Esta dependencia de la institución
monárquica de su sintonía con la opinión pública es la que se
exteriorizaría de forma dramática con la muerte de Diana de Gales. La
Casa Real inglesa, con la ayuda inestimable del primer ministro, Tony
Blair, fue capaz de interpretar la exigencia de legitimación democrática
que expresó la ciudadanía inglesa tras la muerte de la princesa y pudo
recuperarse de una crisis de legitimidad que amenazaba su propia
supervivencia. La primacía de la legitimidad democrática sobre la
dinástica en Inglaterra nunca se ha puesto por escrito, pero nadie la
pone en cuestión. Y los miembros de la Casa Real los primeros.
En España no ha sido así. La monarquía española sigue siendo una
anomalía histórica que no ha sido corregida.

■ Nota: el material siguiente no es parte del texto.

//! # Sign Parameters
//!
//! Caller-supplied dimensions for one sign, in centimeters.

use config::constants::{
    approx_equal, DEFAULT_BASE_THICKNESS, DEFAULT_HOLE_DEPTH, DEFAULT_LED_DIAMETER, DEFAULT_MARGIN,
    DEFAULT_PANEL_HEIGHT, DEFAULT_PANEL_WIDTH, DEFAULT_SPACING,
};
use config::SignConfig;
use ledsign_layout::validate::{ensure_at_most, ensure_non_negative, ensure_positive};
use ledsign_layout::{LayoutError, Panel};
use serde::{Deserialize, Serialize};

/// Input to [`crate::build_sign`].
///
/// Missing fields take their defaults when deserialized.
///
/// # Example
///
/// ```rust
/// use ledsign_core::SignParams;
///
/// let params: SignParams = serde_json::from_str(r#"{"width": 21.0, "height": 21.0}"#).unwrap();
/// assert_eq!(params.spacing, 5.0);
/// assert_eq!(params.led_diameter, 3.0);
/// ```
#[derive(Debug, Clone, Copy, PartialEq, Serialize, Deserialize)]
#[serde(default)]
pub struct SignParams {
    pub width: f64,
    pub height: f64,
    pub thickness: f64,
    /// Desired LED pitch
    pub spacing: f64,
    /// Border kept free of LEDs
    pub margin: f64,
    pub led_diameter: f64,
    /// Depth of each blind hole, measured from the underside
    pub hole_depth: f64,
}

impl Default for SignParams {
    fn default() -> Self {
        Self {
            width: DEFAULT_PANEL_WIDTH,
            height: DEFAULT_PANEL_HEIGHT,
            thickness: DEFAULT_BASE_THICKNESS,
            spacing: DEFAULT_SPACING,
            margin: DEFAULT_MARGIN,
            led_diameter: DEFAULT_LED_DIAMETER,
            hole_depth: DEFAULT_HOLE_DEPTH,
        }
    }
}

impl SignParams {
    /// Checks every dimension and returns the validated panel.
    ///
    /// # Errors
    ///
    /// - [`LayoutError::InvalidDimension`] for non-finite or non-positive
    ///   values, a negative margin, a hole deeper than the plate, or an LED
    ///   at least as wide as the shorter panel side
    /// - [`LayoutError::ExceedsLimit`] for a panel larger than the configured
    ///   maximum
    pub fn validate(&self, config: &SignConfig) -> Result<Panel, LayoutError> {
        let panel = Panel::new(self.width, self.height, self.thickness)?;
        ensure_at_most("width", self.width, config.max_width)?;
        ensure_at_most("height", self.height, config.max_height)?;

        ensure_positive("spacing", self.spacing)?;
        ensure_non_negative("margin", self.margin)?;
        ensure_positive("led_diameter", self.led_diameter)?;
        ensure_positive("hole_depth", self.hole_depth)?;

        if self.hole_depth > self.thickness && !approx_equal(self.hole_depth, self.thickness) {
            return Err(LayoutError::invalid(
                "hole_depth",
                self.hole_depth,
                format!("must not exceed thickness {}", self.thickness),
            ));
        }
        if self.led_diameter >= panel.min_side() {
            return Err(LayoutError::invalid(
                "led_diameter",
                self.led_diameter,
                format!("must be smaller than the shorter panel side {}", panel.min_side()),
            ));
        }

        Ok(panel)
    }
}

Es verdad que la dimensión
de la anomalía no es la misma con la Constitución de 1978 que la que
tuvo con las constituciones del siglo XIX, pero la anomalía sigue
estando presente. Durante los primeros decenios de vigencia de la
Constitución la anomalía ha pasado desapercibida, en buena medida porque
veníamos de donde veníamos, por un lado, y porque hubo un pacto de no
información sobre la conducta del rey, por otro. Pero en los últimos
años la anomalía se ha hecho visible.
Y una anomalía que se hace visible no puede no ser corregida.